The Hypocrisy Problem Democrats Created

In August 2025, Representative Abigail Spanberger publicly stated she had no plans to support gerrymandering. Months later, she backed this very map. Former U.S. Attorney General Eric Holder, who previously campaigned against Republican redistricting efforts in Texas, North Carolina, and Missouri, now defends Virginia’s plan as a necessary response to GOP “crisis” mapping nationwide. Holder frames it as tactical necessity while advocating for a federal ban on all partisan redistricting. The intellectual gymnastics required to oppose gerrymandering in principle while championing it in practice strains credibility beyond the breaking point.

The ballot language asked voters to restore “fairness” after alleged Republican gerrymanders elsewhere. Voters approved the measure by a slim 3-point margin, with pre-vote polling showing support at just 52-53%. That narrow victory margin suggests even Democratic-leaning voters harbored doubts. The referendum occurred under a cloud of illegitimacy, given the circuit court’s prior rulings. Asking citizens to validate an unconstitutional process through direct democracy doesn’t cure the constitutional defects. It compounds them by dragging voters into a procedurally corrupt scheme.
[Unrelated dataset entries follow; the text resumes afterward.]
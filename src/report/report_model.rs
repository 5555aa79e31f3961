use serde::{Deserialize, Serialize};

use crate::harness::runner::{TestResult, TestStatus};

// ============================================================================
// Suite report: aggregates the results of one run
// ============================================================================

/// Aggregated report for one suite run.
///
/// Built from a `Vec<TestResult>` via `from_results()`. Consumed by the
/// console, HTML and JUnit reporters.
#[derive(Debug, Clone, Serialize, Deserialize)]
pub struct TestSuiteReport {
    pub suite_name: String,

    /// Number of scenarios, skipped ones included
    pub total: usize,

    pub passed: usize,

    pub failed: usize,

    /// Scenarios marked as ignored
    pub skipped: usize,

    /// Wall-clock time of the whole run in milliseconds
    #[serde(skip_serializing_if = "Option::is_none")]
    pub duration_ms: Option<u128>,

    pub test_results: Vec<TestResult>,
}

impl TestSuiteReport {
    /// Build a suite report, counting each status.
    pub fn from_results(suite_name: &str, results: Vec<TestResult>) -> Self {
        let count = |status: TestStatus| results.iter().filter(|r| r.status == status).count();
        let passed = count(TestStatus::Passed);
        let failed = count(TestStatus::Failed);
        let skipped = count(TestStatus::Skipped);
        Self {
            suite_name: suite_name.to_string(),
            total: results.len(),
            passed,
            failed,
            skipped,
            duration_ms: None,
            test_results: results,
        }
    }

    pub fn with_duration(mut self, duration_ms: u128) -> Self {
        self.duration_ms = Some(duration_ms);
        self
    }

    /// No scenario failed. Skipped scenarios do not count against the run.
    pub fn all_passed(&self) -> bool {
        self.failed == 0
    }

    pub fn failures(&self) -> impl Iterator<Item = &TestResult> {
        self.test_results
            .iter()
            .filter(|r| r.status == TestStatus::Failed)
    }
}
use std::fmt;

use serde::{Deserialize, Serialize};

/// One step of a locator chain, resolved by browser_server.js as
/// `scope.locator(selector)`, then `.filter({ hasText })`, then `.nth(nth)`.
#[derive(Debug, Clone, PartialEq, Eq, Serialize, Deserialize)]
pub struct Segment {
    pub selector: String, // CSS, `text=...`, or `:has-text()` expression
    #[serde(rename = "hasText", skip_serializing_if = "Option::is_none")]
    pub has_text: Option<String>,
    #[serde(skip_serializing_if = "Option::is_none")]
    pub nth: Option<usize>,
}

/// An immutable selector expression, re-evaluated on every use.
///
/// Narrowing operations (`nth`, `first`, `filter_text`, `locator`) return a
/// new value; the original is never modified, so registry constants can be
/// shared freely between page objects.
#[derive(Debug, Clone, PartialEq, Eq, Serialize, Deserialize)]
#[serde(transparent)]
pub struct Locator {
    segments: Vec<Segment>,
}

impl Locator {
    pub fn new(selector: impl Into<String>) -> Self {
        Locator {
            segments: vec![Segment {
                selector: selector.into(),
                has_text: None,
                nth: None,
            }],
        }
    }

    /// Narrow to the match at `index` (0-based) of the last segment.
    pub fn nth(&self, index: usize) -> Self {
        let mut next = self.clone();
        if let Some(last) = next.segments.last_mut() {
            last.nth = Some(index);
        }
        next
    }

    pub fn first(&self) -> Self {
        self.nth(0)
    }

    /// Keep only matches whose text contains `text` (case-insensitive).
    pub fn filter_text(&self, text: impl Into<String>) -> Self {
        let mut next = self.clone();
        if let Some(last) = next.segments.last_mut() {
            last.has_text = Some(text.into());
        }
        next
    }

    /// Scope a child selector inside this locator.
    pub fn locator(&self, selector: impl Into<String>) -> Self {
        let mut next = self.clone();
        next.segments.push(Segment {
            selector: selector.into(),
            has_text: None,
            nth: None,
        });
        next
    }

    pub fn segments(&self) -> &[Segment] {
        &self.segments
    }

    /// The innermost selector expression.
    pub fn selector(&self) -> &str {
        self.segments
            .last()
            .map(|s| s.selector.as_str())
            .unwrap_or_default()
    }

    /// The index requested on the innermost segment, if any.
    pub fn index(&self) -> Option<usize> {
        self.segments.last().and_then(|s| s.nth)
    }

    /// Same chain with the innermost `nth` removed.
    pub fn without_index(&self) -> Self {
        let mut next = self.clone();
        if let Some(last) = next.segments.last_mut() {
            last.nth = None;
        }
        next
    }
}

impl From<&str> for Locator {
    fn from(selector: &str) -> Self {
        Locator::new(selector)
    }
}

impl fmt::Display for Locator {
    fn fmt(&self, f: &mut fmt::Formatter<'_>) -> fmt::Result {
        for (i, seg) in self.segments.iter().enumerate() {
            if i > 0 {
                write!(f, " >> ")?;
            }
            write!(f, "{}", seg.selector)?;
            if let Some(text) = &seg.has_text {
                write!(f, " >> has-text={:?}", text)?;
            }
            if let Some(n) = seg.nth {
                write!(f, " >> nth={}", n)?;
            }
        }
        Ok(())
    }
}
What the Courts Still Have to Say

The Virginia Supreme Court didn’t dismiss this controversy. Justices reserved the right to review the lower court judgments de novo, meaning they’ll examine the constitutional questions fresh, without deference to prior rulings. Briefing deadlines fell on April 23, 2026, just two days after the referendum passed. The court can still apply equitable remedies, potentially invalidating the entire map regardless of voter approval. Constitutional requirements don’t bend to referendum results. The 90-day notice provision exists precisely to prevent the kind of rushed, secretive maneuvering Democrats employed here.

Virginia GOP Chair Jeff Ryer labeled the state “the most gerrymandered” in America under this proposal, with a process he called “corrupt.” The Republican National Committee, National Republican Congressional Committee, and Representatives Ben Cline and Morgan Griffith filed suits challenging the map. These aren’t frivolous political stunts. The legal challenges rest on documented procedural violations that a circuit court already validated twice. Republicans aren’t fighting the outcome of fair redistricting. They’re defending the constitutional process itself against a party willing to shred procedural safeguards for temporary partisan advantage.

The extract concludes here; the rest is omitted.